Britain ditches rail franchise agreement
LONDON - Reuters
Citing serious mistakes in the bidding process, Britian scraps a rail deal. REUTERS photo
Britain scrapped a 6 billion pound ($9.7 billion) deal yesterday to award one of the country’s biggest railway franchises to FirstGroup Plc, blaming government officials for serious mistakes in the bidding process.In an embarrassing U-turn, Transport Secretary Patrick McLoughlin said that “completely unacceptable” flaws had been found in the way rival bids to run the West Coast Main Line were calculated and the process would have to begin again.
Three more franchise competitions have been put on hold, raising questions about the government’s handling of the privatized railways.
FirstGroup won the 13-year deal to operate the London-to-Scotland line in August with a bid of about 6 billion pounds, but the decision was challenged by Virgin Trains, a joint venture between Richard Branson’s Virgin Group and FirstGroup rival Stagecoach.
Branson had called for a review because he believed that FirstGroup’s numbers did not stack up and Virgin launched legal proceedings against the government in August in an attempt to prevent the contract from going ahead.

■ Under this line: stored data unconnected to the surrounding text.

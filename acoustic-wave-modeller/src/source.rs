use serde::{Deserialize, Serialize};
use std::f64::consts::PI;

use crate::error::{Result, WaveError};
use crate::grid::Grid;

/// Fixed injection cell: column `sx`, row `sz`.
#[derive(Clone, Copy, Debug, PartialEq, Eq)]
pub struct PointSource {
    pub sx: usize,
    pub sz: usize,
}

impl PointSource {
    pub fn new(sx: usize, sz: usize) -> Self {
        Self { sx, sz }
    }

    /// Flat field index of the source cell, or `SourceOutOfBounds`.
    pub fn index(&self, grid: &Grid) -> Result<usize> {
        if !grid.in_bounds(self.sx, self.sz) {
            return Err(WaveError::SourceOutOfBounds {
                sx: self.sx,
                sz: self.sz,
                nx: grid.nx,
                nz: grid.nz,
            });
        }
        Ok(grid.cell_index(self.sx, self.sz))
    }
}

#[derive(Clone, Copy, Debug, PartialEq, Eq, Serialize, Deserialize)]
#[serde(rename_all = "lowercase")]
pub enum WaveletKind {
    Gaussian,
    Ricker,
}

/// Analytic source-time function with peak frequency `f0` and delay `t0`.
#[derive(Clone, Copy, Debug, PartialEq)]
pub struct Wavelet {
    pub kind: WaveletKind,
    pub f0: f64, // Peak frequency (Hz)
    pub t0: f64, // Time delay (s)
}

impl Wavelet {
    pub fn new(kind: WaveletKind, f0: f64) -> Self {
        // Delay so the wavelet starts near zero
        let t0 = 1.2 / f0;
        Self { kind, f0, t0 }
    }

    pub fn with_delay(kind: WaveletKind, f0: f64, t0: f64) -> Self {
        Self { kind, f0, t0 }
    }

    pub fn gaussian(f0: f64, t0: f64) -> Self {
        Self::with_delay(WaveletKind::Gaussian, f0, t0)
    }

    pub fn ricker(f0: f64, t0: f64) -> Self {
        Self::with_delay(WaveletKind::Ricker, f0, t0)
    }

    pub fn sample(&self, t: f64) -> f64 {
        let tau = t - self.t0;
        match self.kind {
            WaveletKind::Gaussian => (-(self.f0 * self.f0) * tau * tau).exp(),
            WaveletKind::Ricker => {
                let arg = (PI * self.f0 * tau).powi(2);
                (1.0 - 2.0 * arg) * (-arg).exp()
            }
        }
    }

    /// `nt` samples at `t = it * dt`.
    pub fn samples(&self, nt: usize, dt: f64) -> Vec<f64> {
        (0..nt).map(|it| self.sample(it as f64 * dt)).collect()
    }
}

“I have had to cancel the competition for the running of the West Coast franchise because of deeply regrettable and completely unacceptable mistakes made by my department in the way it managed the process,” McLoughlin said in a statement.
“A detailed examination by my officials into what happened has revealed these flaws and means it is no longer possible to award a new franchise on the basis of the competition that was held.”

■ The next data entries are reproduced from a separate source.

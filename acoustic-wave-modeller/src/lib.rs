//! Explicit finite-difference modelling of the 2D acoustic wave equation.
//!
//! The pressure field is advanced with the second-order leapfrog scheme
//!
//! ```text
//! p_new = 2 p - p_old + dt^2 c^2 (d2p/dx2 + d2p/dz2)
//! ```
//!
//! on a uniform `nz` x `nx` grid, with a point source injected every step.
//! Fields are stored row-major: cell `(row i, col j)` is at `i * nx + j`.
//!
//! [`Simulation`] is the typed entry point. [`run_snapshot`] and
//! [`run_history`] drive it over flat caller-owned buffers.

pub mod config;
pub mod error;
pub mod grid;
pub mod observer;
pub mod output;
pub mod simulation;
pub mod source;
pub mod velocity;
pub mod wavefield;

pub use error::{Result, WaveError};
pub use grid::Grid;
pub use observer::{NoopObserver, ProgressLogger, StepObserver};
pub use simulation::{run_history, run_snapshot, History, RunSummary, Simulation, SimulationParams};
pub use source::{PointSource, Wavelet, WaveletKind};
pub use velocity::VelocityModel;
pub use wavefield::PressureField;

He ordered two inquiries into the mistakes and said that staff may be suspended.
Labor transport spokeswoman Maria Eagle said: “The West Coast rail franchise fiasco has yet again exposed the shambolic incompetence of this Tory-led government.”

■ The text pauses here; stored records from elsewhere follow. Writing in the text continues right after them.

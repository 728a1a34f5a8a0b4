//! Progress hooks for the time loop.
//!
//! The engine never writes to a terminal itself; anything that wants to watch
//! a run implements [`StepObserver`] and is passed to the run methods.

use ndarray::ArrayView2;
use tracing::{debug, warn};

/// Called by the time loop after every completed step.
pub trait StepObserver {
    /// `step` is the zero-based index of the step just completed and `field`
    /// the pressure it produced.
    fn on_step(&mut self, _step: usize, _time: f64, _field: ArrayView2<'_, f64>) {}

    /// First step whose field contains a NaN or infinity. Only called when
    /// finite checks are enabled.
    fn on_non_finite(&mut self, _step: usize) {}
}

/// Observer that ignores everything.
#[derive(Debug, Default, Clone, Copy)]
pub struct NoopObserver;

impl StepObserver for NoopObserver {}

/// Logs progress through `tracing` every `report_every` steps.
#[derive(Debug, Clone)]
pub struct ProgressLogger {
    report_every: usize,
    total_steps: usize,
}

impl ProgressLogger {
    pub fn new(report_every: usize, total_steps: usize) -> Self {
        Self {
            report_every: report_every.max(1),
            total_steps,
        }
    }
}

impl StepObserver for ProgressLogger {
    fn on_step(&mut self, step: usize, time: f64, field: ArrayView2<'_, f64>) {
        let done = step + 1;
        if done % self.report_every == 0 || done == self.total_steps {
            let peak = field.iter().map(|v| v.abs()).fold(0.0_f64, f64::max);
            debug!(step = done, total = self.total_steps, time, peak, "time step");
        }
    }

    fn on_non_finite(&mut self, step: usize) {
        warn!(step, "pressure field is no longer finite; check the CFL condition");
    }
}

impl<T: StepObserver + ?Sized> StepObserver for &mut T {
    fn on_step(&mut self, step: usize, time: f64, field: ArrayView2<'_, f64>) {
        (**self).on_step(step, time, field);
    }

    fn on_non_finite(&mut self, step: usize) {
        (**self).on_non_finite(step);
    }
}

The move means that the Department for Transport (DfT) will no longer be awarding a franchise contract to run the West Coast service when the current contract expires on Dec. 9, and the bidding process will need to be re-run.
Shares in FTSE 250-listed FirstGroup plunged 15 percent when the market opened yesterday.
The company said in a statement that it was “extremely disappointed” with the government move and that it had only been told of the issue late on Sept. 2.